(Stored data)
****************

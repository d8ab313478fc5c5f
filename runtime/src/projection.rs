//! Type mapping from graph-declared types to the values kernels receive.
//!
//! Graph types are zero-sized markers. Each marker implements [`HostType`]
//! (the runtime representation it collapses onto), [`InProjection`] (what a
//! kernel reads) and, unless it is input-only, [`OutProjection`] (what a
//! kernel writes).
//!
//! | Graph type | Input target | Output target |
//! |---|---|---|
//! | `GBuffer`, `GPlanarBuffer`, `Buffer` | `Buffer` | `Buffer` (identity tracked) |
//! | `GFrame` | `Buffer` | - |
//! | `GScalar`, `Scalar` | `Scalar` | `Scalar` |
//! | `GSequence<U>` | `[U::Host]` | `Vec<U::Host>` |
//! | `GOpaque<U>` | `U::Host` | `U::Host` |
//! | plain `T` | `T` | - |
//!
//! A type with no impl is rejected at compile time when a kernel is
//! registered against it.

use std::marker::PhantomData;

use kiln_device::{Buffer, Scalar};

use crate::arg::{ArgKind, OutArg};
use crate::context::Inputs;
use crate::error::Result;
use crate::validate::BufferIdentitySnapshot;

/// Dense n-dimensional buffer.
#[derive(Debug, Clone, Copy, Default)]
pub struct GBuffer;

/// Multi-plane buffer; stored as a single [`Buffer`] on this backend.
#[derive(Debug, Clone, Copy, Default)]
pub struct GPlanarBuffer;

/// Media frame. Input-only; read as a [`Buffer`].
#[derive(Debug, Clone, Copy, Default)]
pub struct GFrame;

/// Four-component scalar.
#[derive(Debug, Clone, Copy, Default)]
pub struct GScalar;

/// Ordered sequence of `U`.
pub struct GSequence<U>(PhantomData<fn() -> U>);

/// Single value of `U` that the graph does not inspect.
pub struct GOpaque<U>(PhantomData<fn() -> U>);

/// Runtime representation a graph type collapses onto.
pub trait HostType {
    type Host: Send + Sync + 'static;
}

/// How a graph type is read from the input side of the context.
pub trait InProjection {
    type Target: ?Sized;

    /// Tag the executor is expected to supply at this position.
    const KIND: ArgKind;

    fn project<'s>(inputs: &'s Inputs<'_>, index: usize) -> Result<&'s Self::Target>;
}

/// How a graph type is bound on the output side of the context.
///
/// `snapshot` runs before the kernel call and `validate` after it.
pub trait OutProjection {
    type Target;
    type Snapshot;

    const KIND: ArgKind;

    /// View the slot bound at output `index` as the kernel's parameter type.
    fn bind<'s>(slot: &'s mut OutArg<'_>, index: usize) -> Result<&'s mut Self::Target>;

    fn snapshot(target: &Self::Target) -> Self::Snapshot;

    fn validate(index: usize, target: &Self::Target, before: &Self::Snapshot) -> Result<()>;
}

macro_rules! buffer_like {
    ($($ty:ty),* $(,)?) => {$(
        impl HostType for $ty {
            type Host = Buffer;
        }

        impl InProjection for $ty {
            type Target = Buffer;
            const KIND: ArgKind = ArgKind::Buffer;

            fn project<'s>(inputs: &'s Inputs<'_>, index: usize) -> Result<&'s Buffer> {
                inputs.buffer(index)
            }
        }
    )*};
}

macro_rules! buffer_output {
    ($($ty:ty),* $(,)?) => {$(
        impl OutProjection for $ty {
            type Target = Buffer;
            type Snapshot = BufferIdentitySnapshot;
            const KIND: ArgKind = ArgKind::Buffer;

            fn bind<'s>(slot: &'s mut OutArg<'_>, index: usize) -> Result<&'s mut Buffer> {
                slot.buffer(index)
            }

            fn snapshot(target: &Buffer) -> BufferIdentitySnapshot {
                BufferIdentitySnapshot::capture(target)
            }

            fn validate(index: usize, target: &Buffer, before: &BufferIdentitySnapshot) -> Result<()> {
                before.check(index, target)
            }
        }
    )*};
}

macro_rules! scalar_like {
    ($($ty:ty),* $(,)?) => {$(
        impl HostType for $ty {
            type Host = Scalar;
        }

        impl InProjection for $ty {
            type Target = Scalar;
            const KIND: ArgKind = ArgKind::Scalar;

            fn project<'s>(inputs: &'s Inputs<'_>, index: usize) -> Result<&'s Scalar> {
                inputs.scalar(index)
            }
        }

        impl OutProjection for $ty {
            type Target = Scalar;
            type Snapshot = ();
            const KIND: ArgKind = ArgKind::Scalar;

            fn bind<'s>(slot: &'s mut OutArg<'_>, index: usize) -> Result<&'s mut Scalar> {
                slot.scalar(index)
            }

            fn snapshot(_: &Scalar) {}

            fn validate(_: usize, _: &Scalar, _: &()) -> Result<()> {
                Ok(())
            }
        }
    )*};
}

buffer_like!(GBuffer, GPlanarBuffer, GFrame, Buffer);
buffer_output!(GBuffer, GPlanarBuffer, Buffer);
scalar_like!(GScalar, Scalar);

impl<U: HostType> HostType for GSequence<U> {
    type Host = Vec<U::Host>;
}

impl<U: HostType> InProjection for GSequence<U> {
    type Target = [U::Host];
    const KIND: ArgKind = ArgKind::Sequence;

    fn project<'s>(inputs: &'s Inputs<'_>, index: usize) -> Result<&'s [U::Host]> {
        inputs.sequence::<U::Host>(index)
    }
}

impl<U: HostType> OutProjection for GSequence<U> {
    type Target = Vec<U::Host>;
    type Snapshot = ();
    const KIND: ArgKind = ArgKind::Sequence;

    fn bind<'s>(slot: &'s mut OutArg<'_>, index: usize) -> Result<&'s mut Vec<U::Host>> {
        slot.sequence::<U::Host>(index)
    }

    // Sequences may be resized freely.
    fn snapshot(_: &Vec<U::Host>) {}

    fn validate(_: usize, _: &Vec<U::Host>, _: &()) -> Result<()> {
        Ok(())
    }
}

impl<U: HostType> HostType for GOpaque<U> {
    type Host = U::Host;
}

impl<U: HostType> InProjection for GOpaque<U> {
    type Target = U::Host;
    const KIND: ArgKind = ArgKind::Opaque;

    fn project<'s>(inputs: &'s Inputs<'_>, index: usize) -> Result<&'s U::Host> {
        inputs.opaque::<U::Host>(index)
    }
}

impl<U: HostType> OutProjection for GOpaque<U> {
    type Target = U::Host;
    type Snapshot = ();
    const KIND: ArgKind = ArgKind::Opaque;

    fn bind<'s>(slot: &'s mut OutArg<'_>, index: usize) -> Result<&'s mut U::Host> {
        slot.opaque::<U::Host>(index)
    }

    fn snapshot(_: &U::Host) {}

    fn validate(_: usize, _: &U::Host, _: &()) -> Result<()> {
        Ok(())
    }
}

/// Register plain value types that map to themselves.
///
/// Registered types can be passed as raw kernel parameters and used as
/// `GSequence`/`GOpaque` element types.
///
/// ```ignore
/// #[derive(Clone)]
/// struct Roi { x: i32, y: i32, w: i32, h: i32 }
/// kiln_runtime::host_type!(Roi);
/// ```
#[macro_export]
macro_rules! host_type {
    ($($ty:ty),* $(,)?) => {$(
        impl $crate::projection::HostType for $ty {
            type Host = $ty;
        }

        impl $crate::projection::InProjection for $ty {
            type Target = $ty;
            const KIND: $crate::arg::ArgKind = $crate::arg::ArgKind::Value;

            fn project<'s>(
                inputs: &'s $crate::context::Inputs<'_>,
                index: usize,
            ) -> $crate::error::Result<&'s $ty> {
                inputs.value::<$ty>(index)
            }
        }
    )*};
}

host_type!(bool, i8, i16, i32, i64, isize, u8, u16, u32, u64, usize, f32, f64, String, kiln_dtype::DType);
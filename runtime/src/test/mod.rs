pub mod unit;
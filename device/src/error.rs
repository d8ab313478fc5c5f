use kiln_dtype::DType;
use snafu::Snafu;

pub type Result<T, E = Error> = std::result::Result<T, E>;

#[derive(Debug, Clone, PartialEq, Eq, Snafu)]
#[snafu(visibility(pub))]
pub enum Error {
    /// Typed access requested an element type the buffer does not hold.
    #[snafu(display("dtype mismatch: buffer holds {actual}, access requested {expected}"))]
    DTypeMismatch { expected: DType, actual: DType },

    /// Element count does not match the product of the shape.
    #[snafu(display("size mismatch: expected {expected} elements, got {actual}"))]
    SizeMismatch { expected: usize, actual: usize },

    /// Raw storage could not be viewed as the requested element type.
    #[snafu(display("misaligned buffer view: {reason}"))]
    Misaligned { reason: String },
}
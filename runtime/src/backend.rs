//! Backend handles and the process-wide backend registry.
//!
//! A [`Backend`] names the execution target kernels are registered against and
//! carries the [`DispatchConfig`] its handles are created with. Kernel
//! registration takes the backend by reference, so tests and embedders can use
//! private registries alongside the global one.

use std::collections::HashMap;
use std::sync::Arc;

use once_cell::sync::Lazy;
use parking_lot::RwLock;
use tracing::debug;

use crate::config::DispatchConfig;
use crate::error::{Result, UnknownBackendSnafu};

/// Name of the built-in host backend.
pub const CPU: &str = "CPU";

#[derive(Debug, Clone, PartialEq, Eq)]
pub struct Backend {
    name: Arc<str>,
    config: DispatchConfig,
}

impl Backend {
    pub fn new(name: impl Into<Arc<str>>, config: DispatchConfig) -> Self {
        Self { name: name.into(), config }
    }

    pub fn name(&self) -> &str {
        &self.name
    }

    pub(crate) fn shared_name(&self) -> Arc<str> {
        Arc::clone(&self.name)
    }

    pub fn config(&self) -> &DispatchConfig {
        &self.config
    }
}

/// Backends keyed by case-insensitive name.
///
/// # Thread Safety
///
/// Lookups take a read lock; creation upgrades to a write lock and re-checks
/// the cache so concurrent callers observe a single instance per name.
#[derive(Debug, Default)]
pub struct BackendRegistry {
    backends: RwLock<HashMap<String, Arc<Backend>>>,
}

impl BackendRegistry {
    pub fn new() -> Self {
        Self::default()
    }

    /// Insert `backend`, replacing any backend registered under the same name.
    pub fn register(&self, backend: Backend) -> Arc<Backend> {
        let backend = Arc::new(backend);
        debug!(backend = %backend.name(), config = ?backend.config(), "registering backend");
        self.backends.write().insert(backend.name().to_uppercase(), Arc::clone(&backend));
        backend
    }

    pub fn get(&self, name: &str) -> Result<Arc<Backend>> {
        self.backends
            .read()
            .get(&name.to_uppercase())
            .cloned()
            .ok_or_else(|| UnknownBackendSnafu { name }.build())
    }

    /// Return the backend named `name`, creating it with `init` on first use.
    pub fn get_or_init(&self, name: &str, init: impl FnOnce() -> Backend) -> Arc<Backend> {
        let key = name.to_uppercase();

        // Fast path: read lock to check cache
        if let Some(backend) = self.backends.read().get(&key) {
            return Arc::clone(backend);
        }

        // Slow path: write lock, re-check, then create
        let mut backends = self.backends.write();
        if let Some(backend) = backends.get(&key) {
            return Arc::clone(backend);
        }
        let backend = Arc::new(init());
        debug!(backend = %backend.name(), config = ?backend.config(), "created backend");
        backends.insert(key, Arc::clone(&backend));
        backend
    }

    pub fn contains(&self, name: &str) -> bool {
        self.backends.read().contains_key(&name.to_uppercase())
    }

    /// Registered backend names, sorted.
    pub fn names(&self) -> Vec<String> {
        let mut names: Vec<_> = self.backends.read().values().map(|backend| backend.name().to_string()).collect();
        names.sort();
        names
    }
}

static BACKENDS: Lazy<BackendRegistry> = Lazy::new(BackendRegistry::new);

/// Process-wide backend registry.
pub fn backends() -> &'static BackendRegistry {
    &BACKENDS
}

/// Default host backend, configured from the environment on first use.
pub fn cpu() -> Arc<Backend> {
    backends().get_or_init(CPU, || Backend::new(CPU, DispatchConfig::from_env()))
}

****************

## [Work to complete]
Work out how many lines in the records above include the string "OutProjection", and provide that figure with no other text.

## [Result for this task]
6